### [Exercise data]
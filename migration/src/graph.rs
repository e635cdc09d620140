//! Revision graph checks for the migration chain.
//!
//! Every migration names the revision(s) it builds on. A healthy chain has a
//! single base (no parents), a single head (no children), unique ids and no
//! links to revisions that do not exist.

use std::collections::{BTreeMap, BTreeSet, VecDeque};

use thiserror::Error;

/// A single migration revision and the revisions it depends on.
#[derive(Debug, Clone, PartialEq, Eq)]
pub struct Revision {
    pub id: String,
    pub down_revisions: Vec<String>,
}

impl Revision {
    pub fn new(id: impl Into<String>, down_revisions: &[&str]) -> Self {
        Self {
            id: id.into(),
            down_revisions: down_revisions.iter().map(|r| r.to_string()).collect(),
        }
    }
}

/// Summary of a valid revision graph.
#[derive(Debug, Clone, PartialEq, Eq)]
pub struct GraphReport {
    pub base: String,
    pub head: String,
    /// Revisions in application order, base first.
    pub chain: Vec<String>,
}

#[derive(Debug, Clone, PartialEq, Eq, Error)]
pub enum GraphProblem {
    #[error("no revisions registered")]
    Empty,
    #[error("duplicate revision id '{0}'")]
    DuplicateRevision(String),
    #[error("revision '{revision}' points to missing down revision '{missing}'")]
    BrokenLink { revision: String, missing: String },
    #[error("no base revision (every revision has a parent)")]
    NoBase,
    #[error("multiple base revisions: {}", .0.join(", "))]
    MultipleBases(Vec<String>),
    #[error("no head revision (the graph contains a cycle)")]
    NoHead,
    #[error("multiple heads: {}", .0.join(", "))]
    MultipleHeads(Vec<String>),
    #[error("revision '{0}' is registered out of name order")]
    OutOfOrder(String),
    #[error("revision '{0}' is part of a cycle")]
    Cycle(String),
}

/// Validates a set of revisions, collecting every problem found.
pub fn validate(revisions: &[Revision]) -> Result<GraphReport, Vec<GraphProblem>> {
    if revisions.is_empty() {
        return Err(vec![GraphProblem::Empty]);
    }

    let mut problems = Vec::new();
    let mut by_id: BTreeMap<&str, &Revision> = BTreeMap::new();

    for revision in revisions {
        if by_id.insert(revision.id.as_str(), revision).is_some() {
            problems.push(GraphProblem::DuplicateRevision(revision.id.clone()));
        }
    }

    let mut children: BTreeMap<&str, Vec<&str>> = BTreeMap::new();
    for revision in by_id.values() {
        for parent in &revision.down_revisions {
            if by_id.contains_key(parent.as_str()) {
                children
                    .entry(parent.as_str())
                    .or_default()
                    .push(revision.id.as_str());
            } else {
                problems.push(GraphProblem::BrokenLink {
                    revision: revision.id.clone(),
                    missing: parent.clone(),
                });
            }
        }
    }

    let bases: Vec<String> = by_id
        .values()
        .filter(|r| r.down_revisions.is_empty())
        .map(|r| r.id.clone())
        .collect();
    match bases.len() {
        0 => problems.push(GraphProblem::NoBase),
        1 => {}
        _ => problems.push(GraphProblem::MultipleBases(bases.clone())),
    }

    let heads: Vec<String> = by_id
        .keys()
        .filter(|id| !children.contains_key(*id))
        .map(|id| id.to_string())
        .collect();
    match heads.len() {
        0 => problems.push(GraphProblem::NoHead),
        1 => {}
        _ => problems.push(GraphProblem::MultipleHeads(heads.clone())),
    }

    let chain = topological_order(&by_id, &children);
    if chain.len() < by_id.len() {
        let ordered: BTreeSet<&str> = chain.iter().map(String::as_str).collect();
        for id in by_id.keys().filter(|id| !ordered.contains(*id)) {
            problems.push(GraphProblem::Cycle(id.to_string()));
        }
    }

    if !problems.is_empty() {
        return Err(problems);
    }

    Ok(GraphReport {
        base: bases[0].clone(),
        head: heads[0].clone(),
        chain,
    })
}

fn topological_order(
    by_id: &BTreeMap<&str, &Revision>,
    children: &BTreeMap<&str, Vec<&str>>,
) -> Vec<String> {
    let mut pending: BTreeMap<&str, usize> = by_id
        .values()
        .map(|r| {
            let known = r
                .down_revisions
                .iter()
                .filter(|p| by_id.contains_key(p.as_str()))
                .count();
            (r.id.as_str(), known)
        })
        .collect();

    let mut queue: VecDeque<&str> = pending
        .iter()
        .filter(|(_, count)| **count == 0)
        .map(|(id, _)| *id)
        .collect();

    let mut order = Vec::with_capacity(by_id.len());
    while let Some(id) = queue.pop_front() {
        order.push(id.to_string());
        for child in children.get(id).into_iter().flatten() {
            if let Some(count) = pending.get_mut(child) {
                *count -= 1;
                if *count == 0 {
                    queue.push_back(*child);
                }
            }
        }
    }

    order
}

/// Builds a linear chain where each revision depends on the one before it.
pub fn linear_chain<I, S>(ids: I) -> Vec<Revision>
where
    I: IntoIterator<Item = S>,
    S: Into<String>,
{
    let mut previous: Option<String> = None;
    ids.into_iter()
        .map(|id| {
            let id = id.into();
            let revision = Revision {
                id: id.clone(),
                down_revisions: previous.iter().cloned().collect(),
            };
            previous = Some(id);
            revision
        })
        .collect()
}
//! In-memory page driver for tests.

use async_trait::async_trait;
use campwatch_browser::{BrowserLauncher, InputHint, LaunchOptions, ObservedResponse, PageDriver};
use campwatch_core::{Error, Result};
use scraper::{Html, Node};
use std::collections::HashMap;
use std::sync::{Arc, Mutex};
use std::time::Duration;

#[derive(Debug, Clone, Copy, Default, PartialEq, Eq)]
pub enum NavigateBehavior {
    #[default]
    Load,
    Hang,
    Fail,
}

#[derive(Debug, Default)]
pub struct FakeState {
    pub html: String,
    pub elements: HashMap<String, Vec<String>>,
    pub inputs: Vec<InputHint>,
    pub responses: Vec<ObservedResponse>,
    pub bodies: HashMap<String, String>,
    pub navigate: NavigateBehavior,
    pub fail_screenshot: bool,
    pub navigated: Vec<String>,
    pub clicks: Vec<(String, usize)>,
    pub values: Vec<(String, usize, String)>,
    pub screenshots: usize,
    pub closed: bool,
    pub closes: usize,
}

#[derive(Clone, Default)]
pub struct FakePage {
    state: Arc<Mutex<FakeState>>,
}

impl FakePage {
    pub fn state(&self) -> Arc<Mutex<FakeState>> {
        self.state.clone()
    }

    pub fn with_html(self, html: &str) -> Self {
        self.state.lock().unwrap().html = html.to_string();
        self
    }

    pub fn with_elements(self, selector: &str, texts: &[&str]) -> Self {
        self.state
            .lock()
            .unwrap()
            .elements
            .insert(selector.to_string(), texts.iter().map(|t| t.to_string()).collect());
        self
    }

    pub fn with_inputs(self, inputs: Vec<InputHint>) -> Self {
        self.state.lock().unwrap().inputs = inputs;
        self
    }

    pub fn with_response(self, response: ObservedResponse, body: &str) -> Self {
        {
            let mut s = self.state.lock().unwrap();
            s.bodies.insert(response.request_id.clone(), body.to_string());
            s.responses.push(response);
        }
        self
    }

    pub fn with_navigate(self, behavior: NavigateBehavior) -> Self {
        self.state.lock().unwrap().navigate = behavior;
        self
    }

    fn html(&self) -> String {
        self.state.lock().unwrap().html.clone()
    }
}

fn text_nodes_of(html: &str) -> Vec<String> {
    let doc = Html::parse_document(html);
    doc.tree
        .nodes()
        .filter_map(|node| {
            let Node::Text(text) = node.value() else {
                return None;
            };
            let parent_is_code = node
                .parent()
                .and_then(|p| p.value().as_element())
                .map(|el| matches!(el.name(), "script" | "style"))
                .unwrap_or(false);
            let t = text.trim();
            (!parent_is_code && !t.is_empty()).then(|| t.to_string())
        })
        .collect()
}

#[async_trait]
impl PageDriver for FakePage {
    async fn navigate(&mut self, url: &str) -> Result<()> {
        let behavior = {
            let mut s = self.state.lock().unwrap();
            s.navigated.push(url.to_string());
            s.navigate
        };
        match behavior {
            NavigateBehavior::Load => Ok(()),
            NavigateBehavior::Hang => {
                std::future::pending::<()>().await;
                Ok(())
            }
            NavigateBehavior::Fail => Err(Error::Navigation("net::ERR_NAME_NOT_RESOLVED".into())),
        }
    }

    async fn wait_for_network_idle(&mut self, quiet: Duration) -> Result<()> {
        tokio::time::sleep(quiet).await;
        Ok(())
    }

    async fn element_texts(&mut self, selector: &str) -> Result<Vec<String>> {
        Ok(self
            .state
            .lock()
            .unwrap()
            .elements
            .get(selector)
            .cloned()
            .unwrap_or_default())
    }

    async fn click_element(&mut self, selector: &str, index: usize) -> Result<()> {
        let mut s = self.state.lock().unwrap();
        let exists = s.elements.get(selector).map(|e| index < e.len()).unwrap_or(false);
        if !exists {
            return Err(Error::Script(format!("element #{} of '{}' not found", index, selector)));
        }
        s.clicks.push((selector.to_string(), index));
        Ok(())
    }

    async fn input_hints(&mut self, _selector: &str) -> Result<Vec<InputHint>> {
        Ok(self.state.lock().unwrap().inputs.clone())
    }

    async fn set_input_value(&mut self, selector: &str, index: usize, value: &str) -> Result<()> {
        self.state
            .lock()
            .unwrap()
            .values
            .push((selector.to_string(), index, value.to_string()));
        Ok(())
    }

    async fn text_nodes(&mut self) -> Result<Vec<String>> {
        Ok(text_nodes_of(&self.html()))
    }

    async fn body_text(&mut self) -> Result<String> {
        Ok(text_nodes_of(&self.html()).join("\n"))
    }

    async fn content(&mut self) -> Result<String> {
        Ok(self.html())
    }

    async fn screenshot_full_page(&mut self) -> Result<Vec<u8>> {
        let mut s = self.state.lock().unwrap();
        if s.fail_screenshot {
            return Err(Error::Browser("capture failed".into()));
        }
        s.screenshots += 1;
        Ok(b"\x89PNG\r\n\x1a\n".to_vec())
    }

    async fn observed_responses(&mut self) -> Result<Vec<ObservedResponse>> {
        Ok(self.state.lock().unwrap().responses.clone())
    }

    async fn response_body(&mut self, request_id: &str) -> Result<String> {
        self.state
            .lock()
            .unwrap()
            .bodies
            .get(request_id)
            .cloned()
            .ok_or_else(|| Error::Browser(format!("no body for {}", request_id)))
    }

    async fn close(&mut self) {
        let mut s = self.state.lock().unwrap();
        s.closed = true;
        s.closes += 1;
    }
}

/// Hands out the same fake page on every launch.
pub struct FakeLauncher {
    pub page: FakePage,
    pub fail: bool,
    pub launches: Arc<Mutex<usize>>,
}

impl FakeLauncher {
    pub fn new(page: FakePage) -> Self {
        Self {
            page,
            fail: false,
            launches: Arc::new(Mutex::new(0)),
        }
    }
}

#[async_trait]
impl BrowserLauncher for FakeLauncher {
    async fn launch(&self, _options: &LaunchOptions) -> Result<Box<dyn PageDriver>> {
        *self.launches.lock().unwrap() += 1;
        if self.fail {
            return Err(Error::Browser("Chrome/Chromium not found".into()));
        }
        Ok(Box::new(self.page.clone()))
    }
}
use campwatch_browser::find_browser_binary;
use campwatch_core::{Config, Paths};
use campwatch_notifier::{notification_available, Platform};
use std::path::Path;

use super::watch::load_config;

/// Check the environment a probe depends on.
pub async fn run(config_path: Option<&Path>) -> anyhow::Result<()> {
    let paths = Paths::new();
    let config_file = config_path
        .map(Path::to_path_buf)
        .unwrap_or_else(|| paths.config_file());

    println!();
    println!("🩺 campwatch doctor — Environment Diagnostics");
    println!("================================");
    println!();

    let mut ok_count = 0u32;
    let mut warn_count = 0u32;
    let mut err_count = 0u32;

    // --- 1. Config ---
    println!("📋 Configuration");
    if config_file.exists() {
        print_ok("Config file exists", &config_file.display().to_string());
        ok_count += 1;
    } else {
        print_warn("No config file", "Built-in defaults will be used");
        warn_count += 1;
    }

    let config = match load_config(config_path) {
        Ok(c) => c,
        Err(e) => {
            print_err("Config file unreadable", &format!("{:#}", e));
            err_count += 1;
            Config::default()
        }
    };
    match config.validate() {
        Ok(()) => {
            print_ok("Config valid", "");
            ok_count += 1;
        }
        Err(e) => {
            print_err("Config invalid", &e.to_string());
            err_count += 1;
        }
    }
    println!("  Booking URL: {}", config.probe.booking_url);
    println!("  Interval: {} min", config.watch.interval_minutes);
    println!();

    // --- 2. Browser ---
    println!("🌐 Browser");
    let browser = config
        .browser
        .executable
        .clone()
        .filter(|p| Path::new(p).exists())
        .or_else(find_browser_binary);
    match browser {
        Some(bin) => {
            print_ok("Chrome/Chromium found", &bin);
            ok_count += 1;
        }
        None => {
            print_err(
                "Chrome/Chromium not found",
                "Install Chrome or set browser.executable in config.json",
            );
            err_count += 1;
        }
    }
    println!();

    // --- 3. Notifications ---
    println!("🔔 Notifications");
    let platform = Platform::current();
    match platform.notification_program() {
        Some(program) if notification_available(platform) => {
            print_ok("Notification command available", program);
            ok_count += 1;
        }
        Some(program) => {
            print_warn(
                &format!("{} not found", program),
                "--notify will only ring the terminal bell",
            );
            warn_count += 1;
        }
        None => {
            print_warn("No notification command for this platform", "");
            warn_count += 1;
        }
    }
    println!();

    // --- 4. Screenshots ---
    println!("📸 Screenshots");
    let dir = config.probe.screenshot_dir();
    match check_writable(&dir) {
        Ok(()) => {
            print_ok("Screenshot directory writable", &dir.display().to_string());
            ok_count += 1;
        }
        Err(e) => {
            print_err("Screenshot directory not writable", &format!("{}: {}", dir.display(), e));
            err_count += 1;
        }
    }
    println!();

    // --- Summary ---
    println!("================================");
    println!(
        "Summary: {} ok, {} warnings, {} errors",
        ok_count, warn_count, err_count
    );
    println!();

    Ok(())
}

fn check_writable(dir: &Path) -> std::io::Result<()> {
    std::fs::create_dir_all(dir)?;
    let probe = dir.join(".campwatch_doctor_test");
    std::fs::write(&probe, "test")?;
    let _ = std::fs::remove_file(&probe);
    Ok(())
}

fn print_ok(label: &str, detail: &str) {
    if detail.is_empty() {
        println!("  ✅ {}", label);
    } else {
        println!("  ✅ {} — {}", label, detail);
    }
}

fn print_warn(label: &str, hint: &str) {
    if hint.is_empty() {
        println!("  ⚠️  {}", label);
    } else {
        println!("  ⚠️  {} — {}", label, hint);
    }
}

fn print_err(label: &str, hint: &str) {
    if hint.is_empty() {
        println!("  ❌ {}", label);
    } else {
        println!("  ❌ {} — {}", label, hint);
    }
}
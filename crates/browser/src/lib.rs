//! CDP-based browser automation for availability probes.
//!
//! - `cdp`: WebSocket client for the Chrome DevTools Protocol
//! - `session`: throwaway Chrome process per probe, network bookkeeping
//! - `page`: the `PageDriver` / `BrowserLauncher` seam the prober is written against

pub mod cdp;
pub mod page;
pub mod scripts;
pub mod session;

pub use page::{BrowserLauncher, InputHint, LaunchOptions, ObservedResponse, PageDriver};
pub use session::{find_browser_binary, BrowserSession, ChromeLauncher, NetworkLog};
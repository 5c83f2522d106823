pub mod doctor;
pub mod watch;
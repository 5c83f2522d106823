use once_cell::sync::Lazy;
use regex::Regex;

use super::{Evidence, EvidenceSource, PageEvidence};

static SITE_COUNT_RE: Lazy<Regex> =
    Lazy::new(|| Regex::new(r"(?i)\b(\d{1,5})\s+(?:camp)?sites?\s+available\b").expect("valid regex"));

static NO_SITES_RE: Lazy<Regex> = Lazy::new(|| {
    Regex::new(r"(?i)\bno\s+(?:camp)?sites?\s+(?:are\s+)?(?:currently\s+)?available\b").expect("valid regex")
});

/// Number in the first text node reading "<n> site(s) available".
pub fn find_site_count<S: AsRef<str>>(text_nodes: &[S]) -> Option<u32> {
    text_nodes.iter().find_map(|node| {
        SITE_COUNT_RE
            .captures(node.as_ref())
            .and_then(|c| c.get(1))
            .and_then(|m| m.as_str().parse().ok())
    })
}

pub fn has_no_sites_notice(body_text: &str) -> bool {
    NO_SITES_RE.is_match(body_text)
}

/// The authoritative count signal.
pub struct SiteCountText;

impl EvidenceSource for SiteCountText {
    fn name(&self) -> &'static str {
        "site-count-text"
    }

    fn collect(&self, page: &PageEvidence) -> Vec<Evidence> {
        find_site_count(&page.text_nodes)
            .map(Evidence::SiteCount)
            .into_iter()
            .collect()
    }
}

pub struct NoSitesNotice;

impl EvidenceSource for NoSitesNotice {
    fn name(&self) -> &'static str {
        "no-sites-notice"
    }

    fn collect(&self, page: &PageEvidence) -> Vec<Evidence> {
        if has_no_sites_notice(&page.body_text) {
            vec![Evidence::NoSitesNotice]
        } else {
            Vec::new()
        }
    }
}
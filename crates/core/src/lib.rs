pub mod config;
pub mod error;
pub mod paths;
pub mod types;

pub use config::Config;
pub use error::{Error, Result};
pub use paths::Paths;
pub use types::{ProbeResult, SearchCriteria, SiteOrigin, SiteRecord};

### [Exercise]
Proceeding from the line containing "let known = r" through the line containing "let mut order", transcribe the lines above exactly, both end lines included.

### [Task response]
            let known = r
                .down_revisions
                .iter()
                .filter(|p| by_id.contains_key(p.as_str()))
                .count();
            (r.id.as_str(), known)
        })
        .collect();

    let mut queue: VecDeque<&str> = pending
        .iter()
        .filter(|(_, count)| **count == 0)
        .map(|(id, _)| *id)
        .collect();

    let mut order = Vec::with_capacity(by_id.len());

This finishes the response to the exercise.